Thank you so much for your response.
I have a couple of questions I'd like to ask.
(1) I cannot guarantee that I will not insert unique times; multiple user events will occur and they'll happen with a probability of n users/event numbers. Given a few million records, would it make sense to create a numbered first column that is nothing more than a unique key (if I understand the notion of unique keys correctly in MySQL)? The useful life of each record is no more than a few hours; I will probably implement a cleanup of all records with a timestamp of >24 hours as part of the design.
(2) Why have you chosen an ENUM instead of a binary for the state? It will never be other than 1/0. Is that the most efficient type?
(3) Does it make sense to index by username and timestamp given my description?
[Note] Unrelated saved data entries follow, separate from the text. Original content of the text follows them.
//! ESP-IDF provider for the `critical-section` 1.x symbols.
//!
//! `embassy-sync`'s `CriticalSectionRawMutex` (used by the status board)
//! links against `_critical_section_1_0_acquire/release`.  On the target
//! these are backed by a process-wide std mutex with a per-thread nesting
//! depth, so nested sections on one task do not deadlock.

use core::cell::{Cell, RefCell};
use std::sync::{Mutex, MutexGuard, PoisonError};

static SECTION_LOCK: Mutex<()> = Mutex::new(());

thread_local! {
    static DEPTH: Cell<u8> = const { Cell::new(0) };
    static HELD: RefCell<Option<MutexGuard<'static, ()>>> = const { RefCell::new(None) };
}

#[unsafe(no_mangle)]
pub extern "C" fn _critical_section_1_0_acquire() -> u8 {
    DEPTH.with(|depth| {
        let d = depth.get();
        if d == 0 {
            // The guarded data is `()`, so a poisoned lock carries no
            // broken invariant.
            let guard = SECTION_LOCK.lock().unwrap_or_else(PoisonError::into_inner);
            HELD.with(|held| *held.borrow_mut() = Some(guard));
        }
        let d = d.saturating_add(1);
        depth.set(d);
        d
    })
}

#[unsafe(no_mangle)]
pub extern "C" fn _critical_section_1_0_release(_token: u8) {
    DEPTH.with(|depth| match depth.get() {
        0 => {}
        1 => {
            depth.set(0);
            HELD.with(|held| *held.borrow_mut() = None);
        }
        d => depth.set(d - 1),
    })
}
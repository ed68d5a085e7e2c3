//! Outbound application events.
//!
//! The [`ControlLoop`](super::service::ControlLoop) emits these through the
//! [`EventSink`](super::ports::EventSink) port.  Adapters on the other
//! side decide what to do with them: log a status line to the serial
//! console, emit a JSON telemetry line, etc.

use serde::Serialize;

use crate::config::SystemConfig;
use crate::control::{ActuatorState, AlarmSet, PeltierState, Sample};
use crate::error::ActuatorError;

/// Structured events emitted by the application core.
#[derive(Debug, Clone, Copy)]
pub enum AppEvent {
    /// The control loop has started; carries the configuration in force.
    Started(SystemConfig),

    /// One control cycle completed.
    Cycle(CycleReport),

    /// The Peltier output changed state.
    PeltierChanged { from: PeltierState, to: PeltierState },

    /// The actuator failed to drive an output this cycle.
    ActuatorFault(ActuatorError),
}

/// Everything one cycle produced, for operator display.
#[derive(Debug, Clone, Copy, PartialEq, Serialize)]
pub struct CycleReport {
    /// Cycle sequence number, starting at 1.
    pub cycle: u32,
    /// Millisecond tick at which the cycle ran.
    pub tick_ms: u32,
    pub sample: Sample,
    pub state: ActuatorState,
    pub alarms: AlarmSet,
}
It seems like a lot of work to index by timestamp when it doesn't seem like it will provide any more useful information than the user_id will.
(4) There may be a necessity to add another column to the db. I mentioned events; the db would now look like:
UNIQUE_ID, USER_ID, EVENT_ID, TIMESTAMP, STATE
That event_id won't be part of the high I/O; it will be checked later, though. Each of the timestamps + state updates will be occurring during an event. Now, given this information, does it make sense to index by user_id first and event_id second instead of by timestamp? I'd give a ballpark figure of 350 timestamp + state updates during each event.
(5) I just went and looked up InnoDB; it is a product of Oracle and it looks like Oracle has substituted InnoDB for MyISAM as the default storage engine in MySQL 5.5. Why are you recommending that I use InnoDB instead of MyISAM here?